Change Your Lens || Becca Niemeyer

Posted on September 22nd, by Becca Niemeyer in Heart. No Comments

Change Your Lens || Becca Niemeyer

Perspective is a funny thing. I tend to think I have great perspective, until I am forced to see from an angle I hadn’t before. In literal terms, it takes a trip to the eye doctor to show you how bad your eyesight is, and give you the lenses you need to see. Your ‘new sight’, in turn, gives birth to new joys of color and definition (unfortunately also spotting the wrinkles and white hairs developing all too quickly), perhaps safer travel, and a myriad of other experiences that may have been missed had you rather become accustomed to and comfortable with the previous blur.

In cultural terms, it takes stepping outside your comfort zone and your known habits, rituals and community to really see, feel, and even taste what is true in the lives of others. I recently heard the quote ‘you don’t know, what you don’t know, until you go’, and I am apt and ready to use it as a mission trip slogan for our college students.

But truly, I wonder at times how much I am missing because I stick to the lenses I know rather than trying to catch a glimpse through the lenses of my neighbor.

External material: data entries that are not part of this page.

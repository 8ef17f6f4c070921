//! Reconciles layer visibility with what is drawn on the surface.
//!
//! Per layer: hidden layers have their drawables detached (never removed),
//! visible layers without data ask for a fetch, and visible layers with data
//! are drawn. Drawables are created once per layer and updated in place
//! afterwards.

use catalog::Catalog;
use foundation::LayerUrl;
use layers::{
    DrawableId, IntensityMode, Layer, LayerView, LevelDrawable, RenderSettings, RenderedHandle,
    VisiblePoint,
};
use runtime::metrics::{Metrics, DRAW_CREATED, DRAW_DETACHED, DRAW_UPDATED};

use crate::surface::{DisplaySurface, HeatmapSpec};

/// What a reconcile pass did for one layer.
#[derive(Debug, Copy, Clone, PartialEq, Eq)]
pub enum LayerAction {
    /// Hidden and nothing attached.
    Idle,
    Hidden,
    NeedsFetch,
    Drawn { created: bool },
}

#[derive(Debug, Default, Clone, PartialEq, Eq)]
pub struct RenderPlan {
    pub needs_fetch: Vec<LayerUrl>,
    pub drawn: Vec<LayerUrl>,
    pub hidden: Vec<LayerUrl>,
}

impl RenderPlan {
    fn record(&mut self, url: &LayerUrl, action: LayerAction) {
        match action {
            LayerAction::Idle => {}
            LayerAction::Hidden => self.hidden.push(url.clone()),
            LayerAction::NeedsFetch => self.needs_fetch.push(url.clone()),
            LayerAction::Drawn { .. } => self.drawn.push(url.clone()),
        }
    }
}

#[derive(Debug, Clone)]
pub struct RenderCoordinator {
    settings: RenderSettings,
}

impl RenderCoordinator {
    pub fn new(settings: RenderSettings) -> Self {
        Self { settings }
    }

    pub fn settings(&self) -> &RenderSettings {
        &self.settings
    }

    /// Returns whether the threshold changed.
    pub fn set_threshold(&mut self, threshold: f64) -> bool {
        let changed = self.settings.threshold != threshold;
        self.settings.threshold = threshold;
        changed
    }

    /// Reconcile every layer of the catalog.
    pub fn reconcile(
        &self,
        catalog: &mut Catalog,
        surface: &mut dyn DisplaySurface,
        metrics: &mut Metrics,
    ) -> RenderPlan {
        let mut plan = RenderPlan::default();
        for layer in catalog.select_all_mut() {
            let action = self.reconcile_layer(layer, surface, metrics);
            plan.record(layer.url(), action);
        }
        plan
    }

    /// Re-filter layers that are visible and already have data. Never asks
    /// for a fetch.
    pub fn redraw_resident(
        &self,
        catalog: &mut Catalog,
        surface: &mut dyn DisplaySurface,
        metrics: &mut Metrics,
    ) -> RenderPlan {
        let mut plan = RenderPlan::default();
        for layer in catalog.select_all_mut().filter(|l| l.visible() && l.has_data()) {
            let action = self.reconcile_layer(layer, surface, metrics);
            plan.record(layer.url(), action);
        }
        plan
    }

    pub fn reconcile_layer(
        &self,
        layer: &mut Layer,
        surface: &mut dyn DisplaySurface,
        metrics: &mut Metrics,
    ) -> LayerAction {
        if !layer.visible() {
            return self.hide(layer, surface, metrics);
        }
        let Some(points) = layer.raw_data().cloned() else {
            return LayerAction::NeedsFetch;
        };

        let view = LayerView::build(&points, layer.mode(), &self.settings);
        let created = match layer.rendered().cloned() {
            Some(handle) => {
                update(&handle, &view, surface);
                metrics.inc(DRAW_UPDATED);
                false
            }
            None => {
                let handle = self.create(layer, &view, surface);
                metrics.add(DRAW_CREATED, handle.drawables().len() as u64);
                if !adopt(layer, handle, surface) {
                    return LayerAction::Idle;
                }
                true
            }
        };
        if let Some(handle) = layer.rendered() {
            for id in handle.drawables() {
                surface.attach(id);
            }
        }
        tracing::debug!(url = %layer.url(), points = view.len(), created, "layer drawn");
        layer.set_view(view);
        LayerAction::Drawn { created }
    }

    fn hide(
        &self,
        layer: &Layer,
        surface: &mut dyn DisplaySurface,
        metrics: &mut Metrics,
    ) -> LayerAction {
        let Some(handle) = layer.rendered() else {
            return LayerAction::Idle;
        };
        let mut detached = false;
        for id in handle.drawables() {
            if surface.is_attached(id) {
                surface.detach(id);
                metrics.inc(DRAW_DETACHED);
                detached = true;
            }
        }
        if detached {
            LayerAction::Hidden
        } else {
            LayerAction::Idle
        }
    }

    fn create(
        &self,
        layer: &Layer,
        view: &LayerView,
        surface: &mut dyn DisplaySurface,
    ) -> RenderedHandle {
        let spec = |level: u32| HeatmapSpec {
            gradient: layer.style().gradient_for_level(level).clone(),
            opacity: self.settings.heatmap.opacity,
            max_intensity: self.settings.heatmap.max_intensity,
        };
        match (layer.mode(), view) {
            (IntensityMode::Multi { .. }, LayerView::Multi(levels)) => RenderedHandle::Multi(
                levels
                    .iter()
                    .map(|lv| {
                        let drawable = surface.create(&spec(lv.level));
                        surface.set_data(drawable, &lv.points);
                        LevelDrawable {
                            level: lv.level,
                            drawable,
                        }
                    })
                    .collect(),
            ),
            _ => {
                let drawable = surface.create(&spec(0));
                let points: Vec<VisiblePoint> = view.points().copied().collect();
                surface.set_data(drawable, &points);
                RenderedHandle::Single(drawable)
            }
        }
    }
}

fn update(handle: &RenderedHandle, view: &LayerView, surface: &mut dyn DisplaySurface) {
    match (handle, view) {
        (RenderedHandle::Multi(drawables), LayerView::Multi(levels)) => {
            for LevelDrawable { level, drawable } in drawables {
                let points = levels
                    .iter()
                    .find(|lv| lv.level == *level)
                    .map(|lv| lv.points.as_slice())
                    .unwrap_or(&[]);
                surface.set_data(*drawable, points);
            }
        }
        _ => {
            let points: Vec<VisiblePoint> = view.points().copied().collect();
            for id in handle.drawables() {
                surface.set_data(id, &points);
            }
        }
    }
}

/// Hand freshly created drawables to the layer. A handle the layer refuses
/// is removed from the surface so nothing is left drawn but untracked.
fn adopt(layer: &mut Layer, handle: RenderedHandle, surface: &mut dyn DisplaySurface) -> bool {
    let drawables = handle.drawables();
    if layer.set_rendered(handle) {
        return true;
    }
    tracing::warn!(url = %layer.url(), "layer refused its drawables, removing them");
    for id in drawables {
        surface.remove(id);
    }
    false
}

/// Detach and remove every drawable of a catalog that is being replaced.
pub fn tear_down(catalog: &Catalog, surface: &mut dyn DisplaySurface) -> Vec<DrawableId> {
    let drawables = catalog.drawables();
    for id in &drawables {
        surface.detach(*id);
        surface.remove(*id);
    }
    drawables
}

Much has been circulating in the news of late regarding what’s happened (and still happening) in Ferguson, MS and the fatal shooting of Michael Brown. It has been over one month since the incident, and I would venture to say our country is still grieving the realities that continue to exist regardless of changes made over 50 years ago in what it means to care for our neighbors, to recognize our mutual humanity. It is painful, it is real, and it is every day life. So what are we to do about it?

As Christians, we are often guided to ‘pray about it’, and rightly so because God is powerful and will work in greater ways than we could ask or imagine. But I hope that isn’t a cop out for action. Now when I say action, I want to start here – Jesus Christ shared the greatest commandment to “Love the Lord your God with all your heart and with all your soul and with all your mind”, quickly followed by ‘Love your neighbor as yourself’. I know for myself it is much easier to rest in the fact that God loves my neighbor rather than the work it takes to love my neighbor myself.

Let’s look at it this way – in The Message we read in the Gospel of John that Jesus ‘became flesh and blood, and moved into the neighborhood.’

When you move into the neighborhood, your neighbor’s problems become your problems.

Loving my neighbor means caring about what they care about. Understanding the issues from the inside rather than from the outside. Seeking healing, solutions, and restoration means getting to know each other, what is broken, and spending a lot of time listening. I’d also like to imaginatively state that God didn’t move into a suburban neighborhood, but even if He did, he spent the majority of his time with and for those different from him in status, in society, in physical/mental/spiritual health than him.

Now I’m not talking about up and moving to Missouri to wade through racial injustice and gain an enlightened perspective (though a trip to help understand the realities couldn’t hurt). But I am saying check your lenses – what privileges do you have simply by the color of your skin, the neighborhood you came from, the education you’ve received? Who are your neighbors? Have you chosen to love only the ones who look, smell, walk and talk like you? Or are you capturing the vision God has for restoration of the world as all nations join together, neighbor to neighbor? I often need to be reminded that there are sins of commission, and sins of ommision – Lord forgive us for what we have done, and for what we have left undone.

One trip to the eye doctor does not make for a lifetime of clear vision. As we grow older, may we continually be learning and changing our lenses to better understand and love the world that God has placed us in, and take the steps to see as God intended.

Becca Niemeyer Becca Niemeyer (formerly Arrowsmith) grew up in Seattle, WA, under the pretense that she would become a dentist, only to find out God made her to be a pastor. Now she lives in Bellingham, WA working with The INN University Ministries. She invites college students to think about God while also trying to help them integrate faith into their daily lives.